As Stephen A. Lawrence pointed out, "the
palladium isn't the fuel, it's just a catalyst."
That is true. Or at least, we hope that is true.
Good arguments can be made for various way of
normalization, and the answer comes out very
different if you include lots of cell materials.
As a guide to scientific theory, obviously the
only thing you want to account for is the
deuterium, since that appears to be the only
thing which is actually consumed. But looking at
it as an engineering problem, it seems to me you
should account for the palladium because that is
what actually gets hot and will probably need to
be replaced sooner than any other component. It
is probably the limiting factor for performance.
Cathode materials are the main focus of research.
Mengoli and most others go with normalizing
against the cathode. He uses that comparison in
the caption and discussion for experiment 3, which I quoted yesterday.
Actually, with 1.4 MJ of output from a gadget the
size of the Mengoli's cell, it doesn't matter
what you normalize against! It has to be nuclear
reaction. But they and most other authors focus
on normalizing against the cathode. I go with the
cathode as well, or perhaps the cathode plus the
deuterium present in the cell. I mean the
deuterium only: the D2 gas in a gas loaded cell,
and with D2O, the deuterium only and not the
oxygen. As I see it, the oxygen in the heavy
water, the anode, the wires going to the
electrodes, and the other cell components
resemble the components of a fission reactor core
that do not participate directly in the reaction,
such as the zirconium cladding on the fuel rods,
and the moderator rods. You have to have them,
but only the uranium in the UO2 gets hot. It is
the site of the reaction, just as the cathode is
the site of the cold fusion fusion reaction.

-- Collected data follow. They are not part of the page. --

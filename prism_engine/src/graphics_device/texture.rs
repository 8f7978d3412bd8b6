/// Texture trait and texture descriptor

use std::any::Any;

/// Descriptor for creating a 2D RGBA8 texture
#[derive(Debug, Clone)]
pub struct TextureDesc<'a> {
    /// Debug name
    pub name: &'a str,
    pub width: u32,
    pub height: u32,
    /// Tightly packed RGBA8 pixels, `width * height * 4` bytes
    pub data: &'a [u8],
    /// Generate a full mipmap chain
    pub mipmaps: bool,
}

impl TextureDesc<'_> {
    /// Expected byte length of `data`
    pub fn expected_len(&self) -> usize {
        self.width as usize * self.height as usize * 4
    }
}

/// Immutable information about a created texture
#[derive(Debug, Clone, Copy, PartialEq, Eq)]
pub struct TextureInfo {
    pub width: u32,
    pub height: u32,
    pub mip_levels: u32,
}

/// GPU texture
pub trait Texture {
    /// Texture information
    fn info(&self) -> &TextureInfo;

    /// Downcast support for backends
    fn as_any(&self) -> &dyn Any;
}
/// Graphics device module - all backend-facing types and traits

// Module declarations
pub mod graphics_device;
pub mod buffer;
pub mod texture;
pub mod shader;
pub mod plugin;

// Re-export everything from graphics_device.rs
pub use graphics_device::*;

// Re-export from other modules
pub use buffer::*;
pub use texture::*;
pub use shader::*;
pub use plugin::*;

// Mock graphics device for tests (no GPU required)
#[cfg(any(test, feature = "mock"))]
pub mod mock_graphics_device;
//! Primitive module
//!
//! Vertex data uploaded to GPU buffers, grouped prims and generated shapes.

mod vertex;
mod prim;
mod shapes;

pub use vertex::Vertex;
pub use prim::{Prim, PrimType, Prims};
pub use shapes::{evaluate_normals, Shape};
/// Shader program trait and descriptor

use std::any::Any;

/// Descriptor for creating a shader program from GLSL sources
#[derive(Debug, Clone)]
pub struct ShaderDesc<'a> {
    /// Debug name (used in compile errors)
    pub name: &'a str,
    pub vertex_source: &'a str,
    pub fragment_source: &'a str,
}

/// Linked GPU shader program
pub trait Shader {
    /// Program name
    fn name(&self) -> &str;

    /// Downcast support for backends
    fn as_any(&self) -> &dyn Any;
}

You might count the oxygen in the UO2 as a
passive component, but I think that stretches it.
What I am thinking is that as a practical matter
-- or an engineering matter -- with a fission
reactor you have to remove and dispose of the
"spent fuel" UO2, as one thing. (Dispose of it,
or recycle it.) The oxygen doesn't actually
participate in the nuclear reaction, but it is
inseparable from the uranium, whereas the other
reactor components can be replaced on a different
schedule. Along the same lines, with a cold
fusion cell you will have to remove and recycle
the Pd cathode and remove the tritium and helium.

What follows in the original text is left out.